◆ WORK REQUEST ◆
Leave out the lines before the one with "prop_assert_eq!(assigned.len(), count);"; output that line and all remaining lines of the records exactly.

Stored data entries

[Start of section]

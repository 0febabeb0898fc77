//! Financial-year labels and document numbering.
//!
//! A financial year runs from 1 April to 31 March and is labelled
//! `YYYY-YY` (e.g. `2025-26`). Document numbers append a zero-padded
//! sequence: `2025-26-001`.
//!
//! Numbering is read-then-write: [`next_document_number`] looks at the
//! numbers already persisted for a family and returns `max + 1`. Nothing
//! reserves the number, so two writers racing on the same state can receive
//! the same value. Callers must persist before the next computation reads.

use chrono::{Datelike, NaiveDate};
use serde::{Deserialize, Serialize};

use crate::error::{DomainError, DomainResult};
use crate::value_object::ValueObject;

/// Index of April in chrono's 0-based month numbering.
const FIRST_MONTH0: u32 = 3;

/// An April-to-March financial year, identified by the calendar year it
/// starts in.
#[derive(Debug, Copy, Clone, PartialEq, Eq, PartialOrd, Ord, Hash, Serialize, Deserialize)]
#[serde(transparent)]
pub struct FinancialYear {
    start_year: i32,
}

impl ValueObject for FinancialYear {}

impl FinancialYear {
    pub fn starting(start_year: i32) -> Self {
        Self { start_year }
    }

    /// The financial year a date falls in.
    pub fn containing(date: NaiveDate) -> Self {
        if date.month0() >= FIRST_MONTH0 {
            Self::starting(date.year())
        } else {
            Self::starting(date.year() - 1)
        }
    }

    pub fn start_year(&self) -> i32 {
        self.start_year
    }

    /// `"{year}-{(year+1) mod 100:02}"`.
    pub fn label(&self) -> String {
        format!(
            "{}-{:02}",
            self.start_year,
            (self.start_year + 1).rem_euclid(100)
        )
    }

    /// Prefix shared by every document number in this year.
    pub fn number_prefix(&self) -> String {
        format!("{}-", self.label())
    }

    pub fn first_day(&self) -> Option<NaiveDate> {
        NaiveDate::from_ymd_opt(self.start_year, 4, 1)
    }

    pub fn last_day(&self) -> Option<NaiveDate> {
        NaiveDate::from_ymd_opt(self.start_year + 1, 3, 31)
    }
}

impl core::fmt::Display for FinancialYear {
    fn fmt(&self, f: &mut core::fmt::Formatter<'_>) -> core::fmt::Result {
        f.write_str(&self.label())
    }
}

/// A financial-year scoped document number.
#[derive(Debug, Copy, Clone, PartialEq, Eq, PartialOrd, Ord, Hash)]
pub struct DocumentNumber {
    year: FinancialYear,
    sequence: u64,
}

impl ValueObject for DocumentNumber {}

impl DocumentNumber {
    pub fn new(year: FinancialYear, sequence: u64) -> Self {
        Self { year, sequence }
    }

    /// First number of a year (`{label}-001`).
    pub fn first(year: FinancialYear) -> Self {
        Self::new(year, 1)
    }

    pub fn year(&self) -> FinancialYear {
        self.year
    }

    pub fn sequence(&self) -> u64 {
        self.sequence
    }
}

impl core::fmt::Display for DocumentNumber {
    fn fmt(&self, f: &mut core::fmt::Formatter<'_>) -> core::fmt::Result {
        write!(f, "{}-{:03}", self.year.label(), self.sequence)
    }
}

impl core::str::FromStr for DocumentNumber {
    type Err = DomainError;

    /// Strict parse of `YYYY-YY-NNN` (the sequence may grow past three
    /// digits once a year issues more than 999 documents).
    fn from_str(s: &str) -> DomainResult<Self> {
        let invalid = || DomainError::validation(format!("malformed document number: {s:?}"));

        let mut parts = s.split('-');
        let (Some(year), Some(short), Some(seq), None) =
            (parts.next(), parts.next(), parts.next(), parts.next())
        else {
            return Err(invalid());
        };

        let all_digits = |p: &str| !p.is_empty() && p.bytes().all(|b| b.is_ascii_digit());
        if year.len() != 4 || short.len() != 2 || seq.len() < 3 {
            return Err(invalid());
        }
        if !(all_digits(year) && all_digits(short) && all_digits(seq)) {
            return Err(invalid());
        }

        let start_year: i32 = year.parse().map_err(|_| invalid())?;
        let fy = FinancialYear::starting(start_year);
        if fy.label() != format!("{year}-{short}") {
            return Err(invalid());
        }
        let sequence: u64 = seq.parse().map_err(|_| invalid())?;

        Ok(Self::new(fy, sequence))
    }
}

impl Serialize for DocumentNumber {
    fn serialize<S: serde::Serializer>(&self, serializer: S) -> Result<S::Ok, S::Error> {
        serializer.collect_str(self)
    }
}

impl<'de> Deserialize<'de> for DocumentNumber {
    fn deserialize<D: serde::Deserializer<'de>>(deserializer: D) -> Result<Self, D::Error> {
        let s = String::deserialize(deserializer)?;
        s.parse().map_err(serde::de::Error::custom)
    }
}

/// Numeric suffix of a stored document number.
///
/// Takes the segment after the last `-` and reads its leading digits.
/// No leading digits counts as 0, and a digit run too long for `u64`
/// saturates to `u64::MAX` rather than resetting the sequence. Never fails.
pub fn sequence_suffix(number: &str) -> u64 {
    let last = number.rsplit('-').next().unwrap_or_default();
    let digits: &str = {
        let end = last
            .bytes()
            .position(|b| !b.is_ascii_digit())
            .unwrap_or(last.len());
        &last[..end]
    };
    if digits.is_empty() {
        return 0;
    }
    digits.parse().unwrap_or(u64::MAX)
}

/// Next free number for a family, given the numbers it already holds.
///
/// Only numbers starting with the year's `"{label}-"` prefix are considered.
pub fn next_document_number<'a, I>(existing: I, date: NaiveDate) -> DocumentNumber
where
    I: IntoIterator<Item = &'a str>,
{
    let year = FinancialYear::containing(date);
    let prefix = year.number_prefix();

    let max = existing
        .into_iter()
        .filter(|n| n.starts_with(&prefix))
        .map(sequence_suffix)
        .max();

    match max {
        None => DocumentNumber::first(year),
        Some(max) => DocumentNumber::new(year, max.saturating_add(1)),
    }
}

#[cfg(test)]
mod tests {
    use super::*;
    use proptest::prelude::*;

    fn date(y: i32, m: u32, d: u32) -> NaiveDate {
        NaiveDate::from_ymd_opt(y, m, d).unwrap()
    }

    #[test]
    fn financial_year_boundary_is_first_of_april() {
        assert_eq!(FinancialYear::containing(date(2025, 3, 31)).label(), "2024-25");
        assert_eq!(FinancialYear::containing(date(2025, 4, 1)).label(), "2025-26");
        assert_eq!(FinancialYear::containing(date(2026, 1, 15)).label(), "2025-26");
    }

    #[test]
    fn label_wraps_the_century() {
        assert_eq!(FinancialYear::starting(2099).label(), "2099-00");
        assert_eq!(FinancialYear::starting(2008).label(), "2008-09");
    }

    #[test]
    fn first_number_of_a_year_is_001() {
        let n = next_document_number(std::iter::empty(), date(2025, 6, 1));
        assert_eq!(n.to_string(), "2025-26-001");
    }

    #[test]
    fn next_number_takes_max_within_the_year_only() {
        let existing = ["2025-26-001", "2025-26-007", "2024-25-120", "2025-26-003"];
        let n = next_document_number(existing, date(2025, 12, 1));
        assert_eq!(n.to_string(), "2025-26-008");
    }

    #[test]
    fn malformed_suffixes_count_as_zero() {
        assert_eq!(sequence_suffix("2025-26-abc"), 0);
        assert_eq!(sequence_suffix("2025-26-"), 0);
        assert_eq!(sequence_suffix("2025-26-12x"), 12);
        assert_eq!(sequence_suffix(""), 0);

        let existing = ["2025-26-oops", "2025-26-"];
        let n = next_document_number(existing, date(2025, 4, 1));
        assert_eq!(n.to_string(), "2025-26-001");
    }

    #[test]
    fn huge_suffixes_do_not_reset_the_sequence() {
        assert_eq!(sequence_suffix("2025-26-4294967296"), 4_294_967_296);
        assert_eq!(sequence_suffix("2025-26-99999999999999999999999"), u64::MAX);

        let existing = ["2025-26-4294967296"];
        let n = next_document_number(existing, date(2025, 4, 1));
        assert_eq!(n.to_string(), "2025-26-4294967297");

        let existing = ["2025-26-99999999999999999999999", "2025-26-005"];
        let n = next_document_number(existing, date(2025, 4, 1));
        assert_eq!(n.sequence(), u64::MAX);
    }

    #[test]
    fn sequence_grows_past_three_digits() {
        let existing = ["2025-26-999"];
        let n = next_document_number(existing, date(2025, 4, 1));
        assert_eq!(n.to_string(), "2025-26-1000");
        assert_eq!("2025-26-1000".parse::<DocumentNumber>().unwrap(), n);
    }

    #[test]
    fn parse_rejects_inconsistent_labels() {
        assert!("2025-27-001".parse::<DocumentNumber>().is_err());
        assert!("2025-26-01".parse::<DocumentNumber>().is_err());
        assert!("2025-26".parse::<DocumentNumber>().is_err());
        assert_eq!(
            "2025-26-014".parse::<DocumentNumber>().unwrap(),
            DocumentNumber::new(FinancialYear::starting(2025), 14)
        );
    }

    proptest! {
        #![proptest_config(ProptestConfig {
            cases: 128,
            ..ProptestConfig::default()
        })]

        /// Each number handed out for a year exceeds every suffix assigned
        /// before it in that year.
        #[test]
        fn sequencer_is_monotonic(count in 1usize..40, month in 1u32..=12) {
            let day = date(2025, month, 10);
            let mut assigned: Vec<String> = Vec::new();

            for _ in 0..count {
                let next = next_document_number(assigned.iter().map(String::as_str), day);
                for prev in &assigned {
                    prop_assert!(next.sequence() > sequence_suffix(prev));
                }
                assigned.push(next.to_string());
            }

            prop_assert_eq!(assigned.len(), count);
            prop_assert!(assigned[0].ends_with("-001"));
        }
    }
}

[End of section]

◆ SOLUTION TO THIS TASK ◆
            prop_assert_eq!(assigned.len(), count);
            prop_assert!(assigned[0].ends_with("-001"));
        }
    }
}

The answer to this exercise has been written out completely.